(Stored entries)

'''

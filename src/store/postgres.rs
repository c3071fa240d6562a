use chrono::NaiveDate;
use log::{debug, info};
use serde_json::Value;
use sqlx::postgres::PgPoolOptions;
use sqlx::{PgPool, Postgres, Transaction};

use crate::error::Result;
use crate::store::{month_bucket, DayStore};

/// Repository for the raw daily records and monthly summaries.
///
/// Both writes for one day run inside a single transaction, so a failure in
/// either leaves the database untouched for that day.
#[derive(Debug, Clone)]
pub struct PriceStore {
    pool: PgPool,
}

impl PriceStore {
    /// Connect to PostgreSQL. The pipeline is strictly sequential, so a
    /// single pooled connection is enough.
    pub async fn connect(database_url: &str) -> Result<Self> {
        let pool = PgPoolOptions::new()
            .max_connections(1)
            .connect(database_url)
            .await?;
        info!("connected to PostgreSQL");
        Ok(Self { pool })
    }

    /// Create both tables if they do not exist yet.
    pub async fn ensure_schema(&self) -> Result<()> {
        sqlx::query(
            r#"
            CREATE TABLE IF NOT EXISTS coin_raw_data (
                coin_id            TEXT NOT NULL,
                data_date          DATE NOT NULL,
                price_usd          DOUBLE PRECISION NOT NULL,
                full_json_response JSONB NOT NULL,
                PRIMARY KEY (coin_id, data_date)
            )
            "#,
        )
        .execute(&self.pool)
        .await?;

        sqlx::query(
            r#"
            CREATE TABLE IF NOT EXISTS coin_monthly_summary (
                coin_id       TEXT NOT NULL,
                month_bucket  DATE NOT NULL,
                min_price_usd DOUBLE PRECISION NOT NULL,
                max_price_usd DOUBLE PRECISION NOT NULL,
                PRIMARY KEY (coin_id, month_bucket)
            )
            "#,
        )
        .execute(&self.pool)
        .await?;

        Ok(())
    }
}

impl DayStore for PriceStore {
    async fn persist_day(
        &self,
        coin_id: &str,
        day: NaiveDate,
        price: f64,
        document: &Value,
    ) -> Result<()> {
        let mut tx = self.pool.begin().await?;

        upsert_raw(&mut tx, coin_id, day, price, document).await?;
        merge_monthly(&mut tx, coin_id, day, price).await?;

        tx.commit().await?;
        debug!("committed raw record and monthly summary for {coin_id} on {day}");
        Ok(())
    }
}

/// Insert or overwrite the raw record for one (coin, day). Last write wins;
/// re-running with identical inputs is a no-op in effect.
async fn upsert_raw(
    tx: &mut Transaction<'_, Postgres>,
    coin_id: &str,
    day: NaiveDate,
    price: f64,
    document: &Value,
) -> Result<()> {
    sqlx::query(
        r#"
        INSERT INTO coin_raw_data (coin_id, data_date, price_usd, full_json_response)
        VALUES ($1, $2, $3, $4)
        ON CONFLICT (coin_id, data_date) DO UPDATE SET
            price_usd = EXCLUDED.price_usd,
            full_json_response = EXCLUDED.full_json_response
        "#,
    )
    .bind(coin_id)
    .bind(day)
    .bind(price)
    .bind(document)
    .execute(&mut **tx)
    .await?;

    Ok(())
}

/// Widen the (min, max) summary for the day's month. `LEAST`/`GREATEST` keep
/// the merge commutative and idempotent, so the range never contracts.
async fn merge_monthly(
    tx: &mut Transaction<'_, Postgres>,
    coin_id: &str,
    day: NaiveDate,
    price: f64,
) -> Result<()> {
    sqlx::query(
        r#"
        INSERT INTO coin_monthly_summary (coin_id, month_bucket, min_price_usd, max_price_usd)
        VALUES ($1, $2, $3, $3)
        ON CONFLICT (coin_id, month_bucket) DO UPDATE SET
            min_price_usd = LEAST(coin_monthly_summary.min_price_usd, EXCLUDED.min_price_usd),
            max_price_usd = GREATEST(coin_monthly_summary.max_price_usd, EXCLUDED.max_price_usd)
        "#,
    )
    .bind(coin_id)
    .bind(month_bucket(day))
    .bind(price)
    .execute(&mut **tx)
    .await?;

    Ok(())
}
use std::time::Duration;

use chrono::NaiveDate;
use reqwest::Client;
use serde_json::Value;

use crate::error::Result;
use crate::fetch::{FetchOutcome, HistorySource};

/// Render a day in the `dd-mm-yyyy` form the history endpoint requires.
/// The endpoint silently misreads other orderings, so this conversion must
/// be exact.
pub fn api_date(day: NaiveDate) -> String {
    day.format("%d-%m-%Y").to_string()
}

/// Read the quoted USD price at its fixed path inside the history document.
pub fn extract_price_usd(document: &Value) -> Option<f64> {
    document
        .get("market_data")?
        .get("current_price")?
        .get("usd")?
        .as_f64()
}

/// Issues one request per (coin, day) against the CoinGecko history endpoint
/// and classifies the outcome. Retry policy, if any, belongs to the caller.
pub struct HistoryFetcher {
    client: Client,
    api_base: String,
    api_key: String,
}

impl HistoryFetcher {
    pub fn new(api_base: &str, api_key: &str, timeout: Duration) -> Result<Self> {
        let client = Client::builder().timeout(timeout).build()?;
        Ok(Self {
            client,
            api_base: api_base.trim_end_matches('/').to_string(),
            api_key: api_key.to_string(),
        })
    }
}

impl HistorySource for HistoryFetcher {
    async fn fetch_day(&self, coin_id: &str, day: NaiveDate) -> FetchOutcome {
        let url = format!("{}/coins/{}/history", self.api_base, coin_id);
        let date = api_date(day);

        let response = match self
            .client
            .get(&url)
            .query(&[
                ("date", date.as_str()),
                ("x_cg_demo_api_key", self.api_key.as_str()),
            ])
            .send()
            .await
        {
            Ok(response) => response,
            Err(err) => return FetchOutcome::TransientNetwork(err.to_string()),
        };

        let status = response.status();
        let body = match response.text().await {
            Ok(body) => body,
            Err(err) => return FetchOutcome::TransientNetwork(err.to_string()),
        };

        if !status.is_success() {
            return FetchOutcome::Upstream { status, body };
        }

        let document: Value = match serde_json::from_str(&body) {
            Ok(document) => document,
            Err(err) => {
                return FetchOutcome::DataShape(format!("response body is not valid JSON: {err}"))
            }
        };

        if extract_price_usd(&document).is_none() {
            return FetchOutcome::DataShape(format!(
                "market_data.current_price.usd missing for {coin_id} on {day}"
            ));
        }

        FetchOutcome::Fetched(document)
    }
}
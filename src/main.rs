use anyhow::Result;
use clap::Parser;
use env_logger::Env;

use coin_history_cli::artifacts::JsonArtifactDir;
use coin_history_cli::cli::{Cli, Mode};
use coin_history_cli::config::Config;
use coin_history_cli::fetch::HistoryFetcher;
use coin_history_cli::ingest::{CooldownPolicy, Ingestor};
use coin_history_cli::store::PriceStore;

#[tokio::main]
async fn main() -> Result<()> {
    env_logger::Builder::from_env(Env::default().default_filter_or("info")).init();

    let cli = Cli::parse();
    let mode = cli.mode()?;
    let config = Config::from_env()?;

    let fetcher = HistoryFetcher::new(&config.api_base, &config.api_key, config.request_timeout)?;
    let sink = JsonArtifactDir::new(&config.artifacts_dir);
    sink.prepare()?;

    let store = if cli.store_db {
        let store = PriceStore::connect(config.require_database_url()?).await?;
        store.ensure_schema().await?;
        Some(store)
    } else {
        None
    };

    let ingestor = Ingestor::new(fetcher, sink, store, CooldownPolicy::new(config.cooldown));

    let report = match mode {
        Mode::Single(day) => ingestor.run_single(&cli.coin, day).await?,
        Mode::Range(start, end) => ingestor.run_range(&cli.coin, start, end).await?,
    };

    println!(
        "days processed successfully: {}/{}",
        report.succeeded, report.attempted
    );
    Ok(())
}
use std::env;
use std::fs;
use std::path::PathBuf;
use std::time::Duration;

use crate::error::{AppError, Result};

pub const API_KEY_VAR: &str = "COINGECKO_API_KEY";
pub const DATABASE_URL_VAR: &str = "DATABASE_URL";

const DOTENV_FILE: &str = ".env";
const DEFAULT_API_BASE: &str = "https://api.coingecko.com/api/v3";
const DEFAULT_ARTIFACTS_DIR: &str = "data";

/// Everything the ingestion pipeline needs, resolved up front so the core
/// never reads ambient process state.
#[derive(Debug, Clone)]
pub struct Config {
    pub api_base: String,
    pub api_key: String,
    pub database_url: Option<String>,
    pub artifacts_dir: PathBuf,
    pub cooldown: Duration,
    pub request_timeout: Duration,
}

impl Config {
    /// Resolve the configuration from the environment, falling back to a
    /// local `.env` file for the credential and database URL.
    pub fn from_env() -> Result<Self> {
        let api_key = resolve_env_var(API_KEY_VAR).ok_or_else(|| {
            AppError::Config(format!(
                "{API_KEY_VAR} not set and not found in {DOTENV_FILE}"
            ))
        })?;

        Ok(Self {
            api_base: DEFAULT_API_BASE.to_string(),
            api_key,
            database_url: resolve_env_var(DATABASE_URL_VAR),
            artifacts_dir: PathBuf::from(DEFAULT_ARTIFACTS_DIR),
            cooldown: Duration::from_secs(2),
            request_timeout: Duration::from_secs(10),
        })
    }

    /// Database URL, required once `--store-db` is requested.
    pub fn require_database_url(&self) -> Result<&str> {
        self.database_url.as_deref().ok_or_else(|| {
            AppError::Config(format!(
                "{DATABASE_URL_VAR} not set and not found in {DOTENV_FILE}; required with --store-db"
            ))
        })
    }
}

/// Look a variable up in the process environment first, then in `.env`.
pub fn resolve_env_var(name: &str) -> Option<String> {
    if let Ok(value) = env::var(name) {
        let trimmed = value.trim();
        if !trimmed.is_empty() {
            return Some(trimmed.to_string());
        }
    }

    let content = fs::read_to_string(DOTENV_FILE).ok()?;
    lookup_dotenv(&content, name)
}

fn lookup_dotenv(content: &str, name: &str) -> Option<String> {
    for line in content.lines() {
        let line = line.trim();
        if line.is_empty() || line.starts_with('#') {
            continue;
        }
        let Some((key, value)) = line.split_once('=') else {
            continue;
        };
        if key.trim() != name {
            continue;
        }
        let value = value.trim().trim_matches(|c| c == '"' || c == '\'');
        if !value.is_empty() {
            return Some(value.to_string());
        }
    }
    None
}
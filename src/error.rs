use chrono::NaiveDate;
use thiserror::Error;

pub use anyhow::Context;

pub type Result<T> = std::result::Result<T, AppError>;

#[derive(Debug, Error)]
pub enum AppError {
    #[error("{0}")]
    Validation(String),
    #[error("start date {start} is after end date {end}")]
    Range { start: NaiveDate, end: NaiveDate },
    #[error("configuration error: {0}")]
    Config(String),
    #[error("persistence failed: {0}")]
    Persistence(#[from] sqlx::Error),
    #[error(transparent)]
    Io(#[from] std::io::Error),
    #[error(transparent)]
    Json(#[from] serde_json::Error),
    #[error(transparent)]
    Http(#[from] reqwest::Error),
    #[error("{0}")]
    Message(String),
    #[error(transparent)]
    Other(#[from] anyhow::Error),
}

impl AppError {
    pub fn message<T: Into<String>>(msg: T) -> Self {
        AppError::Message(msg.into())
    }
}
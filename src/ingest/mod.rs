use std::time::Instant;

use chrono::NaiveDate;
use log::{debug, info, warn};

use crate::artifacts::DocumentSink;
use crate::error::Result;
use crate::fetch::{extract_price_usd, FetchOutcome, HistorySource};
use crate::plan::DayRange;
use crate::store::DayStore;

pub mod cooldown;

pub use cooldown::CooldownPolicy;

/// Run-level counters reported back to the caller.
#[derive(Debug, Clone, Copy, Default)]
pub struct RunReport {
    pub attempted: usize,
    pub succeeded: usize,
}

impl RunReport {
    fn record(&mut self, outcome: &DayOutcome) {
        self.attempted += 1;
        if matches!(outcome, DayOutcome::Done) {
            self.succeeded += 1;
        }
    }
}

/// Terminal state of one day's processing. Every variant lets the run
/// continue with the next day.
#[derive(Debug)]
pub enum DayOutcome {
    Done,
    FetchFailed(FetchOutcome),
    PersistFailed(String),
}

/// Drives one ingestion run: planner, per-day fetch, artifact write, the
/// coupled store writes, cooldown, and failure isolation.
///
/// The store is optional; when absent, a successful fetch plus artifact
/// write completes the day.
pub struct Ingestor<F, S, D> {
    source: F,
    sink: D,
    store: Option<S>,
    cooldown: CooldownPolicy,
}

impl<F, S, D> Ingestor<F, S, D>
where
    F: HistorySource,
    S: DayStore,
    D: DocumentSink,
{
    pub fn new(source: F, sink: D, store: Option<S>, cooldown: CooldownPolicy) -> Self {
        Self {
            source,
            sink,
            store,
            cooldown,
        }
    }

    /// Single-day mode: one fetch-and-persist pass, no cooldown.
    pub async fn run_single(&self, coin_id: &str, day: NaiveDate) -> Result<RunReport> {
        info!("processing single day {day} for {coin_id}");
        let mut report = RunReport::default();
        let outcome = self.process_day(coin_id, day).await;
        log_failure(day, &outcome);
        report.record(&outcome);
        Ok(report)
    }

    /// Range mode: walk every day from `start` to `end` inclusive, pausing
    /// between days. Range validation happens before the first request.
    pub async fn run_range(
        &self,
        coin_id: &str,
        start: NaiveDate,
        end: NaiveDate,
    ) -> Result<RunReport> {
        let range = DayRange::new(start, end)?;
        let total = range.len();
        info!("processing {total} day(s) for {coin_id}: {start} to {end}");

        let mut report = RunReport::default();
        let mut days = range.peekable();
        let mut index = 0usize;

        while let Some(day) = days.next() {
            index += 1;
            info!("({index}/{total}) processing {day}");

            let started = Instant::now();
            let outcome = self.process_day(coin_id, day).await;
            log_failure(day, &outcome);
            report.record(&outcome);

            // Fair-use pause, skipped after the final day.
            if days.peek().is_some() {
                let wait = self.cooldown.wait_for(started.elapsed());
                if !wait.is_zero() {
                    tokio::time::sleep(wait).await;
                }
            }
        }

        info!(
            "run finished: {}/{} day(s) fully succeeded",
            report.succeeded, report.attempted
        );
        Ok(report)
    }

    async fn process_day(&self, coin_id: &str, day: NaiveDate) -> DayOutcome {
        let document = match self.source.fetch_day(coin_id, day).await {
            FetchOutcome::Fetched(document) => document,
            failed => return DayOutcome::FetchFailed(failed),
        };

        // The artifact is written on every successful fetch. A sink failure
        // alone does not fail the day; store persistence may still succeed.
        match self.sink.save_document(coin_id, day, &document) {
            Ok(path) => debug!("wrote artifact {}", path.display()),
            Err(err) => warn!("{day}: failed to write artifact: {err}"),
        }

        // The field is read again here even though the fetcher already
        // checked it; persistence keys off this value.
        let Some(price) = extract_price_usd(&document) else {
            return DayOutcome::PersistFailed(format!(
                "market_data.current_price.usd missing for {coin_id} on {day}"
            ));
        };

        if let Some(store) = &self.store {
            if let Err(err) = store.persist_day(coin_id, day, price, &document).await {
                return DayOutcome::PersistFailed(err.to_string());
            }
        }

        DayOutcome::Done
    }
}

fn log_failure(day: NaiveDate, outcome: &DayOutcome) {
    match outcome {
        DayOutcome::Done => {}
        DayOutcome::FetchFailed(reason) => warn!("{day}: fetch failed: {reason}"),
        DayOutcome::PersistFailed(reason) => warn!("{day}: persist failed: {reason}"),
    }
}
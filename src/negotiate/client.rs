//! Client-side negotiation handler.

use std::sync::{Arc, Mutex, PoisonError};

use crate::cache::{ProviderHandle, SecretProviderCache};
use crate::error::Error;
use crate::material;
use crate::negotiate::{
    NegotiationState, NegotiationStateProbe, PlaintextStage, StateCell, BUFFER_STAGE,
    PLAINTEXT_STAGE, TLS_STAGE,
};
use crate::pipeline::{BufferReads, ConnectionEvent, Stage, StageContext};
use crate::prelude::{debug, info};
use crate::provider::SecretCallback;
use crate::tls_stage::TlsStage;

type HandleCell = Arc<Mutex<Option<ProviderHandle>>>;

/// Negotiates the client side of a connection.
///
/// Added to the pipeline at connection setup. If the connection's
/// upstream context names no TLS configuration the handler steps aside
/// for plaintext immediately. Otherwise it buffers reads, asks the
/// cache for the context's provider and, once material is delivered,
/// swaps itself for a [`TlsStage`] and replays what was buffered.
///
/// Any failure on the client side is fatal to the connection; there is
/// no client fallback.
#[derive(Debug)]
pub struct ClientNegotiationHandler {
    cache: SecretProviderCache,
    state: StateCell,
    handle: HandleCell,
}

impl ClientNegotiationHandler {
    /// A handler drawing providers from `cache`.
    pub fn new(cache: SecretProviderCache) -> Self {
        Self {
            cache,
            state: StateCell::new(),
            handle: Arc::new(Mutex::new(None)),
        }
    }

    /// A probe observing this handler's negotiation state.
    pub fn probe(&self) -> NegotiationStateProbe {
        NegotiationStateProbe(self.state.clone())
    }
}

impl Drop for ClientNegotiationHandler {
    // A connection torn down while awaiting delivery still holds its
    // provider reference in the shared cell; the delivery closures
    // empty the cell before this runs, so the release happens exactly
    // once either way.
    fn drop(&mut self) {
        release(&self.handle);
    }
}

impl Stage for ClientNegotiationHandler {
    fn on_added(&mut self, ctx: &mut StageContext<'_>) {
        let descriptor = ctx
            .metadata()
            .upstream_context
            .clone()
            .and_then(|c| c.into_descriptor());

        let Some(descriptor) = descriptor else {
            info!("no upstream TLS context, proceeding in the clear");
            self.state.set(NegotiationState::FellBack);
            ctx.replace_self(PLAINTEXT_STAGE, PlaintextStage);
            return;
        };

        let handle = match self.cache.find_or_create(&descriptor) {
            Ok(handle) => handle,
            Err(err) => {
                self.state.set(NegotiationState::Failed);
                ctx.forward_error(err);
                return;
            }
        };

        ctx.insert_before_self(BUFFER_STAGE, BufferReads::new());
        self.state.set(NegotiationState::AwaitingSecret);
        debug!("client negotiation awaiting secret delivery");

        let me = ctx.name().to_string();
        let state = self.state.clone();
        let handle_cell = Arc::clone(&self.handle);
        *handle_cell.lock().unwrap_or_else(PoisonError::into_inner) = Some(handle);

        let callback = SecretCallback::new(
            ctx.executor(),
            {
                let me = me.clone();
                let state = state.clone();
                let handle_cell = Arc::clone(&handle_cell);
                move |pipeline, delivered| {
                    let built = pipeline
                        .metadata()
                        .authority
                        .clone()
                        .ok_or_else(|| {
                            Error::HandshakeFailed(
                                "connection has no authority to verify against".to_string(),
                            )
                        })
                        .and_then(|authority| {
                            let config = Arc::new(material::client_config(&delivered)?);
                            TlsStage::client(config, &authority)
                        });

                    release(&handle_cell);
                    match built {
                        Ok(tls) => {
                            pipeline.insert_after(&me, TLS_STAGE, tls);
                            pipeline.remove(&me);
                            pipeline.remove(BUFFER_STAGE);
                            state.set(NegotiationState::Installed);
                            pipeline.fire_event(ConnectionEvent::NegotiationComplete);
                        }
                        Err(err) => {
                            state.set(NegotiationState::Failed);
                            pipeline.fire_error(err);
                        }
                    }
                }
            },
            move |pipeline, err| {
                release(&handle_cell);
                state.set(NegotiationState::Failed);
                pipeline.fire_error(err);
            },
        );

        if let Some(handle) = self
            .handle
            .lock()
            .unwrap_or_else(PoisonError::into_inner)
            .as_ref()
        {
            handle.register(callback);
        }
    }
}

fn release(handle_cell: &HandleCell) {
    handle_cell
        .lock()
        .unwrap_or_else(PoisonError::into_inner)
        .take();
}

#[cfg(test)]
mod tests {
    use super::*;
    use crate::context::{
        CertSource, ConnectionMetadata, TlsContextDescriptor, UpstreamTlsContext,
    };
    use crate::negotiate::NEGOTIATION_STAGE;
    use crate::pipeline::Pipeline;

    fn cache() -> SecretProviderCache {
        SecretProviderCache::new(tokio::runtime::Handle::current())
    }

    struct NeverFetcher;

    impl crate::provider::SecretFetcher for NeverFetcher {
        fn fetch(
            &self,
            _: &str,
            _: &crate::context::DiscoverySource,
        ) -> crate::provider::BoxFuture<'static, crate::error::Result<crate::material::TlsMaterial>>
        {
            Box::pin(std::future::pending())
        }
    }

    fn discovery_metadata() -> ConnectionMetadata {
        let descriptor = TlsContextDescriptor::new(CertSource::Discovery {
            secret_name: "client-cert".to_string(),
            source: crate::context::DiscoverySource {
                server_uri: "unix:///run/sds.sock".to_string(),
            },
        });
        ConnectionMetadata {
            upstream_context: Some(UpstreamTlsContext::new(descriptor)),
            authority: Some("localhost".to_string()),
            ..ConnectionMetadata::default()
        }
    }

    #[tokio::test]
    async fn empty_context_goes_plaintext_and_completes() {
        let metadata = ConnectionMetadata {
            upstream_context: Some(UpstreamTlsContext::empty()),
            ..ConnectionMetadata::default()
        };
        let mut pipeline = Pipeline::new(metadata);
        let handler = ClientNegotiationHandler::new(cache());
        let probe = handler.probe();

        pipeline.add_last(NEGOTIATION_STAGE, handler);

        assert_eq!(probe.state(), NegotiationState::FellBack);
        assert!(pipeline.negotiation_complete());
        assert_eq!(pipeline.stage_names(), vec![PLAINTEXT_STAGE]);
    }

    #[tokio::test]
    async fn malformed_static_context_fails_synchronously() {
        let descriptor = TlsContextDescriptor::new(CertSource::StaticPem {
            cert_chain_pem: None,
            private_key_pem: None,
            trust_roots_pem: Some("not pem".to_string()),
        });
        let metadata = ConnectionMetadata {
            upstream_context: Some(UpstreamTlsContext::new(descriptor)),
            authority: Some("localhost".to_string()),
            ..ConnectionMetadata::default()
        };
        let mut pipeline = Pipeline::new(metadata);
        let handler = ClientNegotiationHandler::new(cache());
        let probe = handler.probe();

        pipeline.add_last(NEGOTIATION_STAGE, handler);

        assert_eq!(probe.state(), NegotiationState::Failed);
        assert!(matches!(
            pipeline.error(),
            Some(Error::ProviderCreationFailed(_))
        ));
    }

    #[tokio::test]
    async fn reads_are_buffered_while_awaiting_the_secret() {
        let mut pipeline = Pipeline::new(discovery_metadata());
        let handler = ClientNegotiationHandler::new(SecretProviderCache::with_fetcher(
            tokio::runtime::Handle::current(),
            Arc::new(NeverFetcher),
        ));
        let probe = handler.probe();

        pipeline.add_last(NEGOTIATION_STAGE, handler);
        assert_eq!(probe.state(), NegotiationState::AwaitingSecret);
        assert_eq!(
            pipeline.stage_names(),
            vec![BUFFER_STAGE, NEGOTIATION_STAGE]
        );

        pipeline.fire_read(bytes::Bytes::from_static(b"early"));
        assert!(pipeline.take_inbound().is_empty());
    }

    #[tokio::test]
    async fn abandoned_connection_releases_its_provider() {
        let cache = SecretProviderCache::with_fetcher(
            tokio::runtime::Handle::current(),
            Arc::new(NeverFetcher),
        );
        let metadata = discovery_metadata();
        let descriptor = metadata
            .upstream_context
            .clone()
            .and_then(UpstreamTlsContext::into_descriptor)
            .expect("discovery descriptor");

        let mut pipeline = Pipeline::new(metadata);
        pipeline.add_last(NEGOTIATION_STAGE, ClientNegotiationHandler::new(cache.clone()));
        assert_eq!(cache.ref_count(&descriptor), 1);

        drop(pipeline);

        assert_eq!(cache.ref_count(&descriptor), 0);
        assert!(cache.is_empty());
    }
}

'''

*Prompt*. Gather up every line in the data above that contains the word "impl", copying each one.

*Result of the task*.
impl PriceStore {
impl DayStore for PriceStore {
impl HistoryFetcher {
impl HistorySource for HistoryFetcher {
impl Config {
impl AppError {
impl RunReport {
impl<F, S, D> Ingestor<F, S, D>
impl ClientNegotiationHandler {
impl Drop for ClientNegotiationHandler {
impl Stage for ClientNegotiationHandler {
    impl crate::provider::SecretFetcher for NeverFetcher {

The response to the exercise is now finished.